Inserting multiple not-a-numbers into a std::unordered_set

Question

One of consequences of the IEEE 754 standard is the non-intuitive behavior of std::unordered_set<double>, when not-a-number elements (NANs) are inserted.

Due to the fact that NAN!=NAN, after the following sequence:

#include <iostream>
#include <cmath>
#include <unordered_set>

int main(){
    std::unordered_set<double> set;
    set.insert(NAN);
    set.insert(NAN);
    std::cout<<"Number of elements "<<set.size()<<"\n";  //there are 2 elements!
}

there are two elements in the set(see it live): NAN and NAN!

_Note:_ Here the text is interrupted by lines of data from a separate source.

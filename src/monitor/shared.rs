use std::{fmt::Debug, time::Duration};

use async_trait::async_trait;
use tokio::sync::{Mutex, MutexGuard};

use crate::{
    config::Config,
    controls::{DelayControl, Hysteresis},
    Error,
};

use super::{Monitor, Pacer, Snapshot};

/// A [Monitor] which can be shared between tasks.
///
/// Each report holds a lock for the whole update, so reports from different tasks are
/// serialised, and shared controller state is never updated concurrently.
#[derive(Debug)]
pub struct SharedMonitor<C = Hysteresis> {
    inner: Mutex<Monitor<C>>,
}

impl SharedMonitor<Hysteresis> {
    /// Create a shared monitor using the [Hysteresis] controller configured by `config`.
    pub fn new(config: Config) -> Result<Self, Error> {
        Monitor::new(config).map(Self::from)
    }
}

impl<C> SharedMonitor<C>
where
    C: DelayControl,
{
    /// Copy out the current state.
    pub async fn snapshot(&self) -> Snapshot {
        self.inner.lock().await.snapshot()
    }

    /// Exclusive access to the underlying monitor.
    pub async fn lock(&self) -> MutexGuard<'_, Monitor<C>> {
        self.inner.lock().await
    }

    /// Unwrap the underlying monitor.
    pub fn into_inner(self) -> Monitor<C> {
        self.inner.into_inner()
    }
}

impl<C> From<Monitor<C>> for SharedMonitor<C> {
    fn from(monitor: Monitor<C>) -> Self {
        Self {
            inner: Mutex::new(monitor),
        }
    }
}

#[async_trait]
impl<C> Pacer for SharedMonitor<C>
where
    C: DelayControl + Debug + Send,
{
    async fn report(&self, category: Option<&str>, latency: Duration) -> Result<Duration, Error> {
        self.inner.lock().await.report(category, latency)
    }
}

Mine main issue with this is, that when N NANs are inserted into the hash-set, they all hit the same hash-bucket and the performance of N inserts into the hash-set degenerates to the worst-case running time - O(N^2).

For an example, see the listing at the end of the question or here live - inserting NAN takes some order of magnitude more time than a "normal" floating number.

My question: is it possible (and if yes - how) to tweak std::unordered_set<double> in such a way, that there is at most one NAN-element in the set, no matter the flavor of inserted NANs (NAN, -NAN and so on)?

Listing:

#include <iostream>
#include <cmath>
#include <unordered_set>
#include <chrono>

constexpr int N=5000;
void test_insert(double value)
{
    std::unordered_set<double> s;
    auto begin = std::chrono::high_resolution_clock::now();
    for (int i = 0; i < N; i++) {
        s.insert(value);
    }
    auto end = std::chrono::high_resolution_clock::now();
    std::cout << "Duration: " << (std::chrono::duration_cast<std::chrono::nanoseconds>(end - begin).count() / 1e9) << "\n";
    std::cout << "Number of elements: "<<s.size()<<"\n";
}

int main(){
    std::cout << "Not NAN\n";
    test_insert(1.0);           //takes 0.0001 s
    std::cout << "NAN\n";
    test_insert(NAN);           //takes 0.2 s
}

Third template parameter of unordered_set is the equal predicate, you can probably get desired behaviour by supplying your own. — Eelke, Jun 26 '18 at 12:11
Note that generally using floating point numbers as keys might be risky. For instance, inserting `1.0e50` and `1.0e50+1.0` results in a single elements in the `std::set`. One can find many such examples. — Daniel Langr, Jun 26 '18 at 12:27
@Eelke I don't think this will be enough: -NAN will have a different hash-value than NAN but for hash-function h must hold: if x==y then also h(x)==h(y) — ead, Jun 26 '18 at 12:28
Indeed you need to supply custom hashing to, it is the second parameter. — Eelke, Jun 26 '18 at 12:59
BTW, using `std::unordered_set` (without a custom equality function) invokes undefined behavior because `std::equal_to` is not an equivalence relation for the precise reason you mention. Similar reasoning applies to all standard associative containers. — Arne Vogel, Jun 26 '18 at 14:23

Andrew · Answer 1 · 2018-06-26T13:45:43.213

You can define your own predicate to compare the keys, and ensure NaNs compare equal for this purpose. This can be supplied as the third parameter to the std::unordered_set class template.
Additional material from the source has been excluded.